## WORK INSTRUCTIONS
Would you please copy every line below that includes the string "classify"?

## DATA SUPPLIED

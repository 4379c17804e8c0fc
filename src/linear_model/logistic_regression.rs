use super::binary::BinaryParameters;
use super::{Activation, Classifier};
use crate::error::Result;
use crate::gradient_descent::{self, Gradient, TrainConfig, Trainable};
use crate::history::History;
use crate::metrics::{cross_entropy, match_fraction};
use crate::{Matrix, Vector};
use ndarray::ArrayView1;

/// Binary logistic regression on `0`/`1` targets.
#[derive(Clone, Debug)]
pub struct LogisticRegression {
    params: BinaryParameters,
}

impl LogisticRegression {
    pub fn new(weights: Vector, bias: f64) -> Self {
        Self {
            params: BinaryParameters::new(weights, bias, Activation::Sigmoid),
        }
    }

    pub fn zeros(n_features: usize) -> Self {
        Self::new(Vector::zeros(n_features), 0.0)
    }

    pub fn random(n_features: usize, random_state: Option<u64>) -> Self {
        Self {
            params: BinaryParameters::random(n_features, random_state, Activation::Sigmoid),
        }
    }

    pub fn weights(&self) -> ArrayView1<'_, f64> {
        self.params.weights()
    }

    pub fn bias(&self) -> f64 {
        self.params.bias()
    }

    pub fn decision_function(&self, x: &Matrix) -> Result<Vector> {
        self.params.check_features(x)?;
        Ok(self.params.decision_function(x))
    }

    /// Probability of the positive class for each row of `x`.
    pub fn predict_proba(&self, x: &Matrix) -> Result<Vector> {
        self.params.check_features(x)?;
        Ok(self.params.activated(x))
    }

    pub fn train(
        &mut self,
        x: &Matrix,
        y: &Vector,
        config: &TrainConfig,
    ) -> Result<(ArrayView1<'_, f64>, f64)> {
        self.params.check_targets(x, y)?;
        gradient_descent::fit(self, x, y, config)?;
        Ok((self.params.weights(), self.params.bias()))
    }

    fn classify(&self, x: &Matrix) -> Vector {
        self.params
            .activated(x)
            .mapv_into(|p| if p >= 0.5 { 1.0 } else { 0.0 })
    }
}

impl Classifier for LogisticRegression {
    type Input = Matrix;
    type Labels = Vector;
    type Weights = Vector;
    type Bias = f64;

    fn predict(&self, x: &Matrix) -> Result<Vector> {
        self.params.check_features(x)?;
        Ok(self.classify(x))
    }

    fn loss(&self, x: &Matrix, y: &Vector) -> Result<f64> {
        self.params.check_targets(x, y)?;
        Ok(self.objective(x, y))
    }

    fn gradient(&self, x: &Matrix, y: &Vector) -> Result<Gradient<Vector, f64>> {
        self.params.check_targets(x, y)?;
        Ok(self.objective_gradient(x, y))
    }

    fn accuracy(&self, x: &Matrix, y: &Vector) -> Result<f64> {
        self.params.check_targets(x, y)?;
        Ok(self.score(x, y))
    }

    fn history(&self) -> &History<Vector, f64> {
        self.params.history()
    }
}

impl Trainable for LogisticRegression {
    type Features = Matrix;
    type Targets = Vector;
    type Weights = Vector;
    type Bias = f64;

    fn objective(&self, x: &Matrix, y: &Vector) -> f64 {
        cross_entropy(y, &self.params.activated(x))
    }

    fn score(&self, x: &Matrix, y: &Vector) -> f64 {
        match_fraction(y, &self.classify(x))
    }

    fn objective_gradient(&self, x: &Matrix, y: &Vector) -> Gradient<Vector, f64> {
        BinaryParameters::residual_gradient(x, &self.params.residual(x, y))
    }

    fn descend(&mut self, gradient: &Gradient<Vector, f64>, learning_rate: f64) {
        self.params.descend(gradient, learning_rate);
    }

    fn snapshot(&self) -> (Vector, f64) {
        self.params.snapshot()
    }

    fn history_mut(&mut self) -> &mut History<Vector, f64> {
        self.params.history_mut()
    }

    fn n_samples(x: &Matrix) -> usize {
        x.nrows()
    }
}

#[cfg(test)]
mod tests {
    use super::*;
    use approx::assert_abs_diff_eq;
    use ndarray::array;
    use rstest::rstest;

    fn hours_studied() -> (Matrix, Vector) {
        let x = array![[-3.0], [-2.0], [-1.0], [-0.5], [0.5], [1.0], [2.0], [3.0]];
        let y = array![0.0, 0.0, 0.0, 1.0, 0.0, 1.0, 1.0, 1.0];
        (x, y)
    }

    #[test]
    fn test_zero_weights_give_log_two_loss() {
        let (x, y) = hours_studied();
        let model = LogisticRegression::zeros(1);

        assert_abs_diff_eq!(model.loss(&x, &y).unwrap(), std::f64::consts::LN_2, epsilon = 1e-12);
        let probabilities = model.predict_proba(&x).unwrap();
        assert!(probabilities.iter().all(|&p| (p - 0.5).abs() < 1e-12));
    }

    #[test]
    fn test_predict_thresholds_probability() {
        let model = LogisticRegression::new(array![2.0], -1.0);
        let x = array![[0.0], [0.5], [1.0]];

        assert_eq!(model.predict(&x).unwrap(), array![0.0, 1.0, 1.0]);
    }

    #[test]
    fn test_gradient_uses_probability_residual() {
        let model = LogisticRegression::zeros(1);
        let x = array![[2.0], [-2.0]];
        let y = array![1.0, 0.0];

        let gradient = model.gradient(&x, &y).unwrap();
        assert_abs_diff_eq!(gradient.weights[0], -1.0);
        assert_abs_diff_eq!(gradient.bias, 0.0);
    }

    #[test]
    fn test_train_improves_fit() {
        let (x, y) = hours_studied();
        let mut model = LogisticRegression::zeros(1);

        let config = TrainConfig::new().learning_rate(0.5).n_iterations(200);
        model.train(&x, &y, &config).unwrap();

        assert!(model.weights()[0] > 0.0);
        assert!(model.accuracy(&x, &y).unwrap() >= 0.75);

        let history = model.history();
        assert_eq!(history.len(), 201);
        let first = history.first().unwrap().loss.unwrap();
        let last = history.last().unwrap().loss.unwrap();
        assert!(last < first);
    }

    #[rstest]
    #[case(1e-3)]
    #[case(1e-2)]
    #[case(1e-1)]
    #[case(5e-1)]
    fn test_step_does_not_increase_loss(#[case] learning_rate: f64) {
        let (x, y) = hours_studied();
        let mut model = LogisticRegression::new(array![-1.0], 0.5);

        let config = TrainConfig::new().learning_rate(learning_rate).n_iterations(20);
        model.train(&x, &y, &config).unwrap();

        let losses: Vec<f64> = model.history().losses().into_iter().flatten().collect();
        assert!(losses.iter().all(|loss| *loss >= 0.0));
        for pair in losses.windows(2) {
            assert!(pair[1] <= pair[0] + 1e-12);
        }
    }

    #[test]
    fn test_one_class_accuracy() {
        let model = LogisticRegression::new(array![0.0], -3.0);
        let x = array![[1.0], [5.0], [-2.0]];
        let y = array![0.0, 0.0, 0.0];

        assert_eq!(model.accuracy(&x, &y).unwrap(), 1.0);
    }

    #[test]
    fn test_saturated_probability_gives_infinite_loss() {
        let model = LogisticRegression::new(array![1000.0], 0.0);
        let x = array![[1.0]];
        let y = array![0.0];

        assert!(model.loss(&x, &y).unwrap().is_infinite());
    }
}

## REPLY
    fn classify(&self, x: &Matrix) -> Vector {
        Ok(self.classify(x))
        match_fraction(y, &self.classify(x))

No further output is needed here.